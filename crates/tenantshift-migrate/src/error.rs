//! Error types for migration orchestration

use std::path::PathBuf;

use tenantshift_ccdb::StoreError;
use tenantshift_core::CoreError;
use tenantshift_platform::PlatformError;

/// Errors raised while exporting or importing service instances.
#[derive(Debug, thiserror::Error)]
pub enum MigrateError {
    /// Missing or inconsistent configuration; stops the enclosing unit
    #[error("configuration error: {0}")]
    Config(String),
    /// The instance cannot be migrated as it stands
    #[error("validation failed for {instance}: {reason}")]
    Validation {
        /// Instance name
        instance: String,
        /// What is wrong
        reason: String,
    },
    /// A resource the migration depends on is missing
    #[error("not found: {0}")]
    NotFound(String),
    /// No plan with this exact name on the target
    #[error("plan {plan:?} of service {service:?} not found on target")]
    PlanNotFound {
        /// Service offering label
        service: String,
        /// Plan name
        plan: String,
    },
    /// A different instance already uses the name in the target space
    #[error("service instance {name:?} already exists in space {space:?}")]
    NameCollision {
        /// Instance name
        name: String,
        /// Target space name
        space: String,
    },
    /// Deliberately not migrated; recorded as skipped, not failed
    #[error("skipped: {reason}")]
    Skipped {
        /// Why the instance was skipped
        reason: String,
    },
    /// A pipeline step failed
    #[error("step {step} failed: {source}")]
    Step {
        /// Step name
        step: &'static str,
        /// Underlying error
        #[source]
        source: Box<MigrateError>,
    },
    /// Cancellation was requested
    #[error("cancelled")]
    Cancelled,
    /// A spawned task panicked or was aborted
    #[error("task failed: {0}")]
    Task(String),
    /// Filesystem error
    #[error("I/O error on {path}: {source}")]
    Io {
        /// Path being read or written
        path: PathBuf,
        /// Underlying error
        #[source]
        source: std::io::Error,
    },
    /// YAML (de)serialization error
    #[error("yaml error: {0}")]
    Yaml(#[from] serde_yaml::Error),
    /// JSON (de)serialization error
    #[error("json error: {0}")]
    Json(#[from] serde_json::Error),
    /// TOML configuration error
    #[error("toml error: {0}")]
    Toml(#[from] toml::de::Error),
    /// Invalid organization filter
    #[error("invalid pattern: {0}")]
    Pattern(#[from] regex::Error),
    /// Record normalization error
    #[error(transparent)]
    Core(#[from] CoreError),
    /// CCDB error
    #[error(transparent)]
    Store(#[from] StoreError),
    /// Platform API error
    #[error(transparent)]
    Platform(#[from] PlatformError),
}

impl MigrateError {
    /// Returns true when the outcome should be recorded as skipped.
    pub fn is_skip(&self) -> bool {
        match self {
            MigrateError::Skipped { .. } => true,
            MigrateError::Step { source, .. } => source.is_skip(),
            _ => false,
        }
    }

    /// Reason to record for a skip.
    pub fn skip_reason(&self) -> Option<String> {
        match self {
            MigrateError::Skipped { reason } => Some(reason.clone()),
            MigrateError::Step { source, .. } => source.skip_reason(),
            _ => None,
        }
    }

    /// Returns true when cancellation caused the error.
    pub fn is_cancelled(&self) -> bool {
        match self {
            MigrateError::Cancelled => true,
            MigrateError::Platform(PlatformError::Cancelled) => true,
            MigrateError::Step { source, .. } => source.is_cancelled(),
            _ => false,
        }
    }

    /// Wraps an I/O error with the path it concerns.
    pub fn io(path: impl Into<PathBuf>, source: std::io::Error) -> Self {
        MigrateError::Io {
            path: path.into(),
            source,
        }
    }

    /// Shorthand for [`MigrateError::Skipped`].
    pub fn skipped(reason: impl Into<String>) -> Self {
        MigrateError::Skipped {
            reason: reason.into(),
        }
    }
}

/// Result alias for migration orchestration.
pub type Result<T> = std::result::Result<T, MigrateError>;

#[cfg(test)]
mod tests {
    use super::*;

    #[test]
    fn skip_is_seen_through_steps() {
        let err = MigrateError::Step {
            step: "delete-source",
            source: Box::new(MigrateError::skipped("shared into another space")),
        };
        assert!(err.is_skip());
        assert_eq!(err.skip_reason().as_deref(), Some("shared into another space"));
        assert!(!MigrateError::Config("x".into()).is_skip());
    }

    #[test]
    fn cancellation_is_recognized() {
        assert!(MigrateError::Platform(PlatformError::Cancelled).is_cancelled());
        assert!(!MigrateError::NotFound("x".into()).is_cancelled());
    }
}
======
TASK DESCRIPTION — Print the material above verbatim, first line through the line containing "as it stands", both included.

RESPONSE —
filename crates/tenantshift-migrate/src/error.rs
//! Error types for migration orchestration

use std::path::PathBuf;

use tenantshift_ccdb::StoreError;
use tenantshift_core::CoreError;
use tenantshift_platform::PlatformError;

/// Errors raised while exporting or importing service instances.
#[derive(Debug, thiserror::Error)]
pub enum MigrateError {
    /// Missing or inconsistent configuration; stops the enclosing unit
    #[error("configuration error: {0}")]
    Config(String),
    /// The instance cannot be migrated as it stands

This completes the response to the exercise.